- **Exercise details**
Each line of the data below must be reproduced without any change.

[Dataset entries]
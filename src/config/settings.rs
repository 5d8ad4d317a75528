//! User settings for Cashbook
//!
//! Display and logging preferences persisted as `config.json`.

use serde::{Deserialize, Serialize};

use super::paths::CashbookPaths;
use crate::error::CashbookError;

/// User settings for Cashbook
#[derive(Debug, Clone, Serialize, Deserialize)]
pub struct Settings {
    /// Schema version for migration support
    #[serde(default = "default_schema_version")]
    pub schema_version: u32,

    /// Date format used when printing transactions (strftime format).
    /// CSV files always use `%Y-%m-%d`.
    #[serde(default = "default_display_date_format")]
    pub display_date_format: String,

    /// `tracing` filter directive used when `RUST_LOG` is not set
    #[serde(default = "default_log_filter")]
    pub log_filter: String,

    /// Whether mutations are appended to the audit log
    #[serde(default = "default_audit_enabled")]
    pub audit_enabled: bool,
}

fn default_schema_version() -> u32 {
    1
}

fn default_display_date_format() -> String {
    "%Y-%m-%d".to_string()
}

fn default_log_filter() -> String {
    "warn".to_string()
}

fn default_audit_enabled() -> bool {
    true
}

impl Default for Settings {
    fn default() -> Self {
        Self {
            schema_version: default_schema_version(),
            display_date_format: default_display_date_format(),
            log_filter: default_log_filter(),
            audit_enabled: default_audit_enabled(),
        }
    }
}

impl Settings {
    /// Load settings from disk, or return defaults if the file doesn't exist
    pub fn load_or_create(paths: &CashbookPaths) -> Result<Self, CashbookError> {
        let settings_path = paths.settings_file();

        if !settings_path.exists() {
            // Don't save yet - let caller decide when to persist
            return Ok(Settings::default());
        }

        let contents = std::fs::read_to_string(&settings_path)
            .map_err(|e| CashbookError::file("read", &settings_path, e))?;

        serde_json::from_str(&contents)
            .map_err(|e| CashbookError::Config(format!("Failed to parse settings file: {}", e)))
    }

    /// Save settings to disk
    pub fn save(&self, paths: &CashbookPaths) -> Result<(), CashbookError> {
        paths.ensure_directories()?;

        let contents = serde_json::to_string_pretty(self)
            .map_err(|e| CashbookError::Config(format!("Failed to serialize settings: {}", e)))?;

        let settings_path = paths.settings_file();
        std::fs::write(&settings_path, contents)
            .map_err(|e| CashbookError::file("write", &settings_path, e))?;

        Ok(())
    }
}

- **Exercise answer**
filename src/config/settings.rs
repository 5d8ad4d317a75528
//! User settings for Cashbook
//!
//! Display and logging preferences persisted as `config.json`.

use serde::{Deserialize, Serialize};

use super::paths::CashbookPaths;
use crate::error::CashbookError;

/// User settings for Cashbook
#[derive(Debug, Clone, Serialize, Deserialize)]
pub struct Settings {
    /// Schema version for migration support
    #[serde(default = "default_schema_version")]
    pub schema_version: u32,

    /// Date format used when printing transactions (strftime format).
    /// CSV files always use `%Y-%m-%d`.
    #[serde(default = "default_display_date_format")]
    pub display_date_format: String,

    /// `tracing` filter directive used when `RUST_LOG` is not set
    #[serde(default = "default_log_filter")]
    pub log_filter: String,

    /// Whether mutations are appended to the audit log
    #[serde(default = "default_audit_enabled")]
    pub audit_enabled: bool,
}

fn default_schema_version() -> u32 {
    1
}

fn default_display_date_format() -> String {
    "%Y-%m-%d".to_string()
}

fn default_log_filter() -> String {
    "warn".to_string()
}

fn default_audit_enabled() -> bool {
    true
}

impl Default for Settings {
    fn default() -> Self {
        Self {
            schema_version: default_schema_version(),
            display_date_format: default_display_date_format(),
            log_filter: default_log_filter(),
            audit_enabled: default_audit_enabled(),
        }
    }
}

impl Settings {
    /// Load settings from disk, or return defaults if the file doesn't exist
    pub fn load_or_create(paths: &CashbookPaths) -> Result<Self, CashbookError> {
        let settings_path = paths.settings_file();

        if !settings_path.exists() {
            // Don't save yet - let caller decide when to persist
            return Ok(Settings::default());
        }

        let contents = std::fs::read_to_string(&settings_path)
            .map_err(|e| CashbookError::file("read", &settings_path, e))?;

        serde_json::from_str(&contents)
            .map_err(|e| CashbookError::Config(format!("Failed to parse settings file: {}", e)))
    }

    /// Save settings to disk
    pub fn save(&self, paths: &CashbookPaths) -> Result<(), CashbookError> {
        paths.ensure_directories()?;

        let contents = serde_json::to_string_pretty(self)
            .map_err(|e| CashbookError::Config(format!("Failed to serialize settings: {}", e)))?;

        let settings_path = paths.settings_file();
        std::fs::write(&settings_path, contents)
            .map_err(|e| CashbookError::file("write", &settings_path, e))?;

        Ok(())
    }
}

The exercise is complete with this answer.